▶ About this task: Lines from the top of the entries through the line that has "for further use." must be duplicated exactly, and no others.

┌─ Supplied data

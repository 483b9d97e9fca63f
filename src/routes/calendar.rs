use std::sync::Arc;

use axum::{
    extract::{Path, Query, State},
    http::StatusCode,
    response::IntoResponse,
    routing::{get, post},
    Json, Router,
};
use serde::Deserialize;
use serde_json::json;

use crate::db::models::Session;
use crate::db::UserRepository;
use crate::error::{AppError, AppResult};
use crate::routes::auth::SessionUser;
use crate::services::gcal::GcalEvent;
use crate::AppState;

pub fn router() -> Router<Arc<AppState>> {
    Router::new()
        .route("/evento", post(create_event))
        .route(
            "/evento/:id",
            get(get_event).put(update_event).delete(delete_event),
        )
}

// ============================================================================
// Request Types
// ============================================================================

#[derive(Debug, Deserialize)]
pub struct EventQuery {
    #[serde(rename = "calendarId")]
    calendar_id: Option<String>,
}

#[derive(Debug, Deserialize)]
pub struct CreateEventRequest {
    #[serde(rename = "calendarId")]
    calendar_id: Option<String>,
    #[serde(flatten)]
    event: GcalEvent,
}

#[derive(Debug, Deserialize)]
pub struct ModifyEventRequest {
    #[serde(rename = "calendarId")]
    calendar_id: Option<String>,
    /// Attendee on whose behalf the change is requested; falls back to the
    /// first attendee in the patch.
    #[serde(rename = "clientEmail")]
    client_email: Option<String>,
    #[serde(flatten)]
    patch: GcalEvent,
}

fn require_calendar_id(calendar_id: Option<String>, where_: &str) -> AppResult<String> {
    calendar_id.ok_or_else(|| {
        AppError::BadRequest(format!(
            "O ID do calendário (calendarId) é obrigatório {}.",
            where_
        ))
    })
}

/// Only an attendee of the event (by e-mail) or its organizer may modify or
/// cancel it. Returns the stored event for further use.
async fn verify_event_access(
    state: &AppState,
    session: &Session,
    calendar_id: &str,
    event_id: &str,
    client_email: Option<&str>,
    patch: &GcalEvent,
) -> AppResult<GcalEvent> {
    let client_email = match client_email {
        Some(email) => email.to_string(),
        None => patch
            .attendees
            .as_ref()
            .and_then(|a| a.first())
            .map(|a| a.email.clone())
            .ok_or_else(|| {
                AppError::BadRequest(
                    "E-mail do cliente (do campo clientEmail ou primeiro participante) é obrigatório para esta operação."
                        .to_string(),
                )
            })?,
    };

    let existing = state
        .calendar
        .get_event(&session.user_id, calendar_id, event_id)
        .await?
        .ok_or_else(|| {
            AppError::NotFound(
                "Evento não encontrado para verificação de autorização no calendário especificado."
                    .to_string(),
            )
        })?;

    let is_attendee = existing
        .attendees
        .as_ref()
        .map(|attendees| attendees.iter().any(|a| a.email == client_email))
        .unwrap_or(false);

    let is_organizer = match existing.organizer.as_ref() {
        Some(organizer) if organizer.self_ == Some(true) => {
            let owner = UserRepository::find_by_id(&state.db, &session.user_id).await?;
            owner
                .map(|o| organizer.email.as_deref() == Some(o.email.as_str()))
                .unwrap_or(false)
        }
        _ => false,
    };

    if !is_attendee && !is_organizer {
        return Err(AppError::Forbidden);
    }

    Ok(existing)
}

fn patch_is_empty(patch: &GcalEvent) -> bool {
    patch.summary.is_none()
        && patch.description.is_none()
        && patch.start.is_none()
        && patch.attendees.is_none()
}

// ============================================================================
// Handlers
// ============================================================================

async fn get_event(
    State(state): State<Arc<AppState>>,
    SessionUser(session): SessionUser,
    Path(event_id): Path<String>,
    Query(query): Query<EventQuery>,
) -> AppResult<Json<serde_json::Value>> {
    let calendar_id = require_calendar_id(
        query.calendar_id,
        "como parâmetro de query (?calendarId=...)",
    )?;

    let event = state
        .calendar
        .get_event(&session.user_id, &calendar_id, &event_id)
        .await?
        .ok_or_else(|| {
            AppError::NotFound("Evento não encontrado no calendário especificado.".to_string())
        })?;

    Ok(Json(json!({ "success": true, "event": event })))
}

async fn create_event(
    State(state): State<Arc<AppState>>,
    SessionUser(session): SessionUser,
    Json(request): Json<CreateEventRequest>,
) -> AppResult<impl IntoResponse> {
    let calendar_id = require_calendar_id(request.calendar_id, "no corpo da requisição")?;

    tracing::debug!(
        "Criando evento no calendário {} pelo usuário {}",
        calendar_id,
        session.user_id
    );

    let event = state
        .calendar
        .create_event(&session.user_id, &calendar_id, request.event)
        .await?;

    Ok((
        StatusCode::CREATED,
        Json(json!({ "message": "Evento criado com sucesso!", "event": event })),
    ))
}

async fn update_event(
    State(state): State<Arc<AppState>>,
    SessionUser(session): SessionUser,
    Path(event_id): Path<String>,
    Json(request): Json<ModifyEventRequest>,
) -> AppResult<Json<serde_json::Value>> {
    let calendar_id = require_calendar_id(request.calendar_id, "para esta operação")?;

    if patch_is_empty(&request.patch) {
        return Err(AppError::BadRequest(
            "Nenhum campo de atualização fornecido no corpo da requisição (excluindo calendarId, clientEmail)."
                .to_string(),
        ));
    }

    verify_event_access(
        &state,
        &session,
        &calendar_id,
        &event_id,
        request.client_email.as_deref(),
        &request.patch,
    )
    .await?;

    let event = state
        .calendar
        .update_event(&session.user_id, &calendar_id, &event_id, request.patch)
        .await?;

    Ok(Json(json!({
        "success": true,
        "message": "Evento atualizado com sucesso!",
        "event": event
    })))
}

async fn delete_event(
    State(state): State<Arc<AppState>>,
    SessionUser(session): SessionUser,
    Path(event_id): Path<String>,
    Json(request): Json<ModifyEventRequest>,
) -> AppResult<Json<serde_json::Value>> {
    let calendar_id = require_calendar_id(request.calendar_id, "no corpo da requisição")?;

    verify_event_access(
        &state,
        &session,
        &calendar_id,
        &event_id,
        request.client_email.as_deref(),
        &request.patch,
    )
    .await?;

    state
        .calendar
        .cancel_event(&session.user_id, &calendar_id, &event_id)
        .await?;

    tracing::info!("Evento {} cancelado no calendário {}", event_id, calendar_id);

    Ok(Json(json!({
        "success": true,
        "message": "Evento cancelado com sucesso!"
    })))
}

#[cfg(test)]
mod tests {
    use super::*;
    use crate::db::{SessionRepository, UserRepository};
    use crate::routes::auth::SESSION_COOKIE;
    use crate::services::gcal::{EventAttendee, EventOrganizer};
    use crate::testutils::{test_state, StubCalendarService};
    use axum::body::Body;
    use http::Request;
    use tower::util::ServiceExt;

    async fn logged_in_session(state: &crate::AppState) -> String {
        let user = UserRepository::upsert_by_google_id(
            &state.db,
            "g-1",
            "dono@example.com",
            "Dono",
            Some("r-1"),
        )
        .await
        .unwrap();
        SessionRepository::create(&state.db, &user).await.unwrap().id
    }

    fn with_session(builder: http::request::Builder, session_id: &str) -> http::request::Builder {
        builder.header(
            http::header::COOKIE,
            format!("{}={}", SESSION_COOKIE, session_id),
        )
    }

    #[tokio::test]
    async fn event_routes_require_a_session() {
        let (state, _stub) = test_state(StubCalendarService::succeeding()).await;
        let app = router().with_state(state);

        let response = app
            .oneshot(
                Request::builder()
                    .uri("/evento/abc?calendarId=primary")
                    .body(Body::empty())
                    .unwrap(),
            )
            .await
            .unwrap();

        assert_eq!(response.status(), http::StatusCode::UNAUTHORIZED);
    }

    #[tokio::test]
    async fn get_event_requires_calendar_id() {
        let (state, _stub) = test_state(StubCalendarService::succeeding()).await;
        let session_id = logged_in_session(&state).await;
        let app = router().with_state(state);

        let response = app
            .oneshot(
                with_session(Request::builder().uri("/evento/abc"), &session_id)
                    .body(Body::empty())
                    .unwrap(),
            )
            .await
            .unwrap();

        assert_eq!(response.status(), http::StatusCode::BAD_REQUEST);
    }

    #[tokio::test]
    async fn missing_event_is_not_found_not_an_error() {
        let (state, _stub) = test_state(StubCalendarService::succeeding()).await;
        let session_id = logged_in_session(&state).await;
        let app = router().with_state(state);

        let response = app
            .oneshot(
                with_session(
                    Request::builder().uri("/evento/nao-existe?calendarId=primary"),
                    &session_id,
                )
                .body(Body::empty())
                .unwrap(),
            )
            .await
            .unwrap();

        assert_eq!(response.status(), http::StatusCode::NOT_FOUND);
    }

    #[tokio::test]
    async fn outsider_may_not_modify_an_event() {
        let (state, stub) = test_state(StubCalendarService::succeeding()).await;
        let session_id = logged_in_session(&state).await;

        // Existing event whose only attendee is someone else, organized
        // elsewhere.
        stub.created.lock().unwrap().push(GcalEvent {
            id: Some("evt-1".to_string()),
            status: Some("confirmed".to_string()),
            attendees: Some(vec![EventAttendee {
                email: "outra@example.com".to_string(),
                ..Default::default()
            }]),
            organizer: Some(EventOrganizer {
                email: Some("terceiro@example.com".to_string()),
                self_: Some(false),
            }),
            ..Default::default()
        });

        let app = router().with_state(state);
        let body = serde_json::json!({
            "calendarId": "primary",
            "clientEmail": "intruso@example.com",
            "summary": "Tentativa de alteração"
        });

        let response = app
            .oneshot(
                with_session(
                    Request::builder()
                        .method("PUT")
                        .uri("/evento/evt-1")
                        .header(http::header::CONTENT_TYPE, "application/json"),
                    &session_id,
                )
                .body(Body::from(body.to_string()))
                .unwrap(),
            )
            .await
            .unwrap();

        assert_eq!(response.status(), http::StatusCode::FORBIDDEN);
    }

    #[tokio::test]
    async fn attendee_may_cancel_their_event() {
        let (state, stub) = test_state(StubCalendarService::succeeding()).await;
        let session_id = logged_in_session(&state).await;

        stub.created.lock().unwrap().push(GcalEvent {
            id: Some("evt-1".to_string()),
            status: Some("confirmed".to_string()),
            attendees: Some(vec![EventAttendee {
                email: "maria@example.com".to_string(),
                ..Default::default()
            }]),
            ..Default::default()
        });

        let app = router().with_state(state);
        let body = serde_json::json!({
            "calendarId": "primary",
            "clientEmail": "maria@example.com"
        });

        let response = app
            .oneshot(
                with_session(
                    Request::builder()
                        .method("DELETE")
                        .uri("/evento/evt-1")
                        .header(http::header::CONTENT_TYPE, "application/json"),
                    &session_id,
                )
                .body(Body::from(body.to_string()))
                .unwrap(),
            )
            .await
            .unwrap();

        assert_eq!(response.status(), http::StatusCode::OK);
    }

    #[tokio::test]
    async fn empty_patch_is_rejected() {
        let (state, _stub) = test_state(StubCalendarService::succeeding()).await;
        let session_id = logged_in_session(&state).await;
        let app = router().with_state(state);

        let body = serde_json::json!({
            "calendarId": "primary",
            "clientEmail": "maria@example.com"
        });

        let response = app
            .oneshot(
                with_session(
                    Request::builder()
                        .method("PUT")
                        .uri("/evento/evt-1")
                        .header(http::header::CONTENT_TYPE, "application/json"),
                    &session_id,
                )
                .body(Body::from(body.to_string()))
                .unwrap(),
            )
            .await
            .unwrap();

        assert_eq!(response.status(), http::StatusCode::BAD_REQUEST);
    }
}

└─

▶ Solution below:
repository 483b9d97e9fca63f
filename src/routes/calendar.rs
use std::sync::Arc;

use axum::{
    extract::{Path, Query, State},
    http::StatusCode,
    response::IntoResponse,
    routing::{get, post},
    Json, Router,
};
use serde::Deserialize;
use serde_json::json;

use crate::db::models::Session;
use crate::db::UserRepository;
use crate::error::{AppError, AppResult};
use crate::routes::auth::SessionUser;
use crate::services::gcal::GcalEvent;
use crate::AppState;

pub fn router() -> Router<Arc<AppState>> {
    Router::new()
        .route("/evento", post(create_event))
        .route(
            "/evento/:id",
            get(get_event).put(update_event).delete(delete_event),
        )
}

// ============================================================================
// Request Types
// ============================================================================

#[derive(Debug, Deserialize)]
pub struct EventQuery {
    #[serde(rename = "calendarId")]
    calendar_id: Option<String>,
}

#[derive(Debug, Deserialize)]
pub struct CreateEventRequest {
    #[serde(rename = "calendarId")]
    calendar_id: Option<String>,
    #[serde(flatten)]
    event: GcalEvent,
}

#[derive(Debug, Deserialize)]
pub struct ModifyEventRequest {
    #[serde(rename = "calendarId")]
    calendar_id: Option<String>,
    /// Attendee on whose behalf the change is requested; falls back to the
    /// first attendee in the patch.
    #[serde(rename = "clientEmail")]
    client_email: Option<String>,
    #[serde(flatten)]
    patch: GcalEvent,
}

fn require_calendar_id(calendar_id: Option<String>, where_: &str) -> AppResult<String> {
    calendar_id.ok_or_else(|| {
        AppError::BadRequest(format!(
            "O ID do calendário (calendarId) é obrigatório {}.",
            where_
        ))
    })
}

/// Only an attendee of the event (by e-mail) or its organizer may modify or
/// cancel it. Returns the stored event for further use.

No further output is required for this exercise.